Friday February 7, 2014
Throughout the watersheds of California’s Central Valley, bright orangey red salmon eggs are hatching into wiggling, yolk-sac-bearing alevin, developing and growing in the safety of river gravel. A similar transformation is also taking place in a more unlikely environment: inside classrooms throughout the state. Students participating in the Salmon in the Classroom program are currently raising salmon eggs in classroom tanks, watching the fish hatch and grow from eggs into alevin, and eventually into fry that they will release into the river.
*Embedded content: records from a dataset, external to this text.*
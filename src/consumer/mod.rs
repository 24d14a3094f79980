//! The check-in ingestion driver: envelope decoding, the once-per-minute
//! clock-tick trigger, and the per-message reconciliation pipeline.

pub mod clock;
pub mod envelope;
pub mod processor;
pub mod source;
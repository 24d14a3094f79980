//! The `services` module is the data-access API for the monitor tables.
//! It encapsulates all query logic so the consumer and any other callers
//! work with domain models without knowing the underlying schema.
//!
//! Reconciliation-critical functions take `&impl ConnectionTrait` so they
//! compose into the caller's transaction.

pub mod check_in_service;
pub mod environment_service;
pub mod monitor_service;
pub mod project_service;
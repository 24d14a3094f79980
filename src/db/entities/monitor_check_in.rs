use sea_orm::entity::prelude::*;
use serde::{Deserialize, Serialize};

use crate::db::enums::CheckInStatus;

/// One reported execution attempt of a scheduled job.
#[derive(Clone, Debug, PartialEq, Eq, DeriveEntityModel, Serialize, Deserialize)]
#[sea_orm(table_name = "monitor_check_ins")]
pub struct Model {
    #[sea_orm(primary_key)]
    pub id: i64,
    /// Client-supplied identity; the zero GUID never reaches this column.
    #[sea_orm(unique)]
    pub guid: Uuid,
    pub project_id: i32,
    pub monitor_id: i32,
    pub monitor_environment_id: i32,
    pub status: CheckInStatus,
    /// Milliseconds. NULL means "unknown, to be inferred on completion".
    pub duration: Option<i32>,
    /// Start of the job run. Back-computed from duration when the check-in
    /// is recovered retroactively from a single terminal event.
    pub date_added: ChronoDateTimeUtc,
    pub date_updated: ChronoDateTimeUtc,
    pub expected_time: Option<ChronoDateTimeUtc>,
    pub timeout_at: Option<ChronoDateTimeUtc>,
    /// Snapshot of the monitor's validated config at creation time.
    #[sea_orm(column_type = "JsonBinary", nullable)]
    pub monitor_config: Option<Json>,
    pub trace_id: Option<String>,
}

#[derive(Copy, Clone, Debug, EnumIter, DeriveRelation)]
pub enum Relation {
    #[sea_orm(
        belongs_to = "super::monitor::Entity",
        from = "Column::MonitorId",
        to = "super::monitor::Column::Id",
        on_delete = "Cascade"
    )]
    Monitor,

    #[sea_orm(
        belongs_to = "super::monitor_environment::Entity",
        from = "Column::MonitorEnvironmentId",
        to = "super::monitor_environment::Column::Id",
        on_delete = "Cascade"
    )]
    MonitorEnvironment,
}

impl Related<super::monitor::Entity> for Entity {
    fn to() -> RelationDef {
        Relation::Monitor.def()
    }
}

impl Related<super::monitor_environment::Entity> for Entity {
    fn to() -> RelationDef {
        Relation::MonitorEnvironment.def()
    }
}

impl ActiveModelBehavior for ActiveModel {}
//! Monitor environments: lazy find-or-create bounded by the per-monitor
//! ceiling, and the run-state propagation (`mark_ok` / `mark_failed`)
//! executed at the tail of every reconciliation.

use chrono::{DateTime, Utc};
use sea_orm::sea_query::{Expr, OnConflict};
use sea_orm::{
    ColumnTrait, Condition, ConnectionTrait, DbErr, EntityTrait, PaginatorTrait, QueryFilter,
    Set,
};
use thiserror::Error;
use tracing::debug;

use crate::alerting::{AlertSink, MonitorFailureOccurrence};
use crate::config::MonitorLimits;
use crate::db::entities::{
    monitor, monitor_check_in, monitor_environment, prelude::MonitorEnvironment, project,
};
use crate::db::enums::{CheckInStatus, EnvironmentState, MonitorStatus};
use crate::monitors::utils::next_scheduled_checkin;
use crate::monitors::validators::{DEFAULT_ENVIRONMENT, FieldError, validate_environment_name};
use crate::db::services::monitor_service::validated_config;

#[derive(Debug, Error)]
pub enum EnvironmentServiceError {
    #[error("database error: {0}")]
    Database(#[from] DbErr),
    #[error("monitor {0} exceeds its environment limit")]
    EnvironmentLimitsExceeded(i32),
    #[error("invalid environment name: {}", .0.message)]
    ValidationFailed(FieldError),
}

/// Find-or-create for `(monitor, environment)`. A missing name defaults to
/// `production`. Either failure aborts the check-in with no partial state.
pub async fn ensure_environment<C: ConnectionTrait>(
    db: &C,
    monitor: &monitor::Model,
    environment: Option<&str>,
    limits: &MonitorLimits,
) -> Result<monitor_environment::Model, EnvironmentServiceError> {
    let name = environment.unwrap_or(DEFAULT_ENVIRONMENT);
    validate_environment_name(name).map_err(EnvironmentServiceError::ValidationFailed)?;

    if let Some(found) = find_environment(db, monitor.id, name).await? {
        return Ok(found);
    }

    let existing = MonitorEnvironment::find()
        .filter(monitor_environment::Column::MonitorId.eq(monitor.id))
        .count(db)
        .await?;
    if existing >= limits.max_environments_per_monitor {
        return Err(EnvironmentServiceError::EnvironmentLimitsExceeded(monitor.id));
    }

    let now = Utc::now();
    let insert = MonitorEnvironment::insert(monitor_environment::ActiveModel {
        monitor_id: Set(monitor.id),
        environment: Set(name.to_string()),
        status: Set(None),
        last_checkin: Set(None),
        next_checkin: Set(None),
        created_at: Set(now),
        updated_at: Set(now),
        ..Default::default()
    })
    .on_conflict(
        OnConflict::columns([
            monitor_environment::Column::MonitorId,
            monitor_environment::Column::Environment,
        ])
        .do_nothing()
        .to_owned(),
    )
    .exec_with_returning(db)
    .await;

    match insert {
        Ok(created) => Ok(created),
        // A concurrent writer on another check-in created the row between
        // the read and the insert; adopt theirs.
        Err(DbErr::RecordNotInserted) => find_environment(db, monitor.id, name)
            .await?
            .ok_or_else(|| {
                EnvironmentServiceError::Database(DbErr::RecordNotFound(format!(
                    "monitor environment {}/{name} lost after conflict",
                    monitor.id
                )))
            }),
        Err(err) => Err(err.into()),
    }
}

async fn find_environment<C: ConnectionTrait>(
    db: &C,
    monitor_id: i32,
    name: &str,
) -> Result<Option<monitor_environment::Model>, DbErr> {
    MonitorEnvironment::find()
        .filter(monitor_environment::Column::MonitorId.eq(monitor_id))
        .filter(monitor_environment::Column::Environment.eq(name))
        .one(db)
        .await
}

/// Records a successful (or at least non-error) resolution: advances
/// `last_checkin`, recomputes the expected next check-in, and flips the
/// run state to OK for genuinely OK check-ins on non-disabled monitors.
///
/// The update is guarded against out-of-order delivery: a row whose
/// `last_checkin` is already newer than `ts` is left untouched.
pub async fn mark_ok<C: ConnectionTrait>(
    db: &C,
    environment: &monitor_environment::Model,
    monitor: &monitor::Model,
    check_in: &monitor_check_in::Model,
    ts: DateTime<Utc>,
) -> Result<(), DbErr> {
    let next_checkin = validated_config(monitor).and_then(|c| next_scheduled_checkin(&c, ts));

    let mut update = MonitorEnvironment::update_many()
        .col_expr(monitor_environment::Column::LastCheckin, Expr::value(Some(ts)))
        .col_expr(monitor_environment::Column::NextCheckin, Expr::value(next_checkin))
        .col_expr(monitor_environment::Column::UpdatedAt, Expr::value(Utc::now()));

    if check_in.status == CheckInStatus::Ok && monitor.status != MonitorStatus::Disabled {
        update = update.col_expr(
            monitor_environment::Column::Status,
            Expr::value(Some(EnvironmentState::Ok)),
        );
    }

    let result = update
        .filter(monitor_environment::Column::Id.eq(environment.id))
        .filter(newer_checkin_guard(ts))
        .exec(db)
        .await?;

    if result.rows_affected == 0 {
        debug!(
            monitor_environment_id = environment.id,
            "mark_ok skipped: a newer check-in already resolved"
        );
    }
    Ok(())
}

/// Records a failed resolution and hands the occurrence to the alerting
/// collaborator. Same monotonic guard as [`mark_ok`]; a stale failure
/// neither mutates the row nor dispatches an occurrence.
pub async fn mark_failed<C: ConnectionTrait>(
    db: &C,
    environment: &monitor_environment::Model,
    monitor: &monitor::Model,
    project: &project::Model,
    ts: DateTime<Utc>,
    trace_id: Option<&str>,
    alerts: &dyn AlertSink,
) -> Result<(), DbErr> {
    let next_checkin = validated_config(monitor).and_then(|c| next_scheduled_checkin(&c, ts));

    let result = MonitorEnvironment::update_many()
        .col_expr(monitor_environment::Column::LastCheckin, Expr::value(Some(ts)))
        .col_expr(monitor_environment::Column::NextCheckin, Expr::value(next_checkin))
        .col_expr(
            monitor_environment::Column::Status,
            Expr::value(Some(EnvironmentState::Error)),
        )
        .col_expr(monitor_environment::Column::UpdatedAt, Expr::value(Utc::now()))
        .filter(monitor_environment::Column::Id.eq(environment.id))
        .filter(newer_checkin_guard(ts))
        .exec(db)
        .await?;

    if result.rows_affected == 0 {
        debug!(
            monitor_environment_id = environment.id,
            "mark_failed skipped: a newer check-in already resolved"
        );
        return Ok(());
    }

    alerts
        .dispatch_failure(MonitorFailureOccurrence {
            organization_id: project.organization_id,
            project_id: project.id,
            monitor_id: monitor.id,
            monitor_environment_id: environment.id,
            monitor_slug: monitor.slug.clone(),
            environment: environment.environment.clone(),
            failed_at: ts,
            trace_id: trace_id.map(str::to_string),
        })
        .await;

    Ok(())
}

fn newer_checkin_guard(ts: DateTime<Utc>) -> Condition {
    Condition::any()
        .add(monitor_environment::Column::LastCheckin.is_null())
        .add(monitor_environment::Column::LastCheckin.lte(ts))
}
FISHBIO staff recently visited a few participating classes to introduce an activity called the salmon survival pyramid. Using a felt board and cutouts of our own fish photos, students walked through the fate awaiting the young salmon they would soon release. They learned that growing up is tough for a salmon: out of 2,000 salmon eggs and the resulting 200 fry, only about 5 will make it to adulthood and only 3 will survive to spawn! We then showed photos of the methods that FISHBIO uses to survey salmon at each life cycle stage, including redd surveys at the egg stage, snorkel surveys at the fry stage, rotary screw trap outmigration surveys at the smolt stage, hook-and-line “surveys” at the ocean adult stage, and weir passage counts at the spawning adult stage. Trying on some of our sampling gear was also a hit with the students.
Educational programs are an important way for FISHBIO to connect with our community, and an opportunity to inspire the next generation of fisheries biologists (see FISHBIO in the classroom). We’re currently launching a cross-cultural environmental education program between our communities in California and Laos in celebration of World Fish Migration Day. More information to come!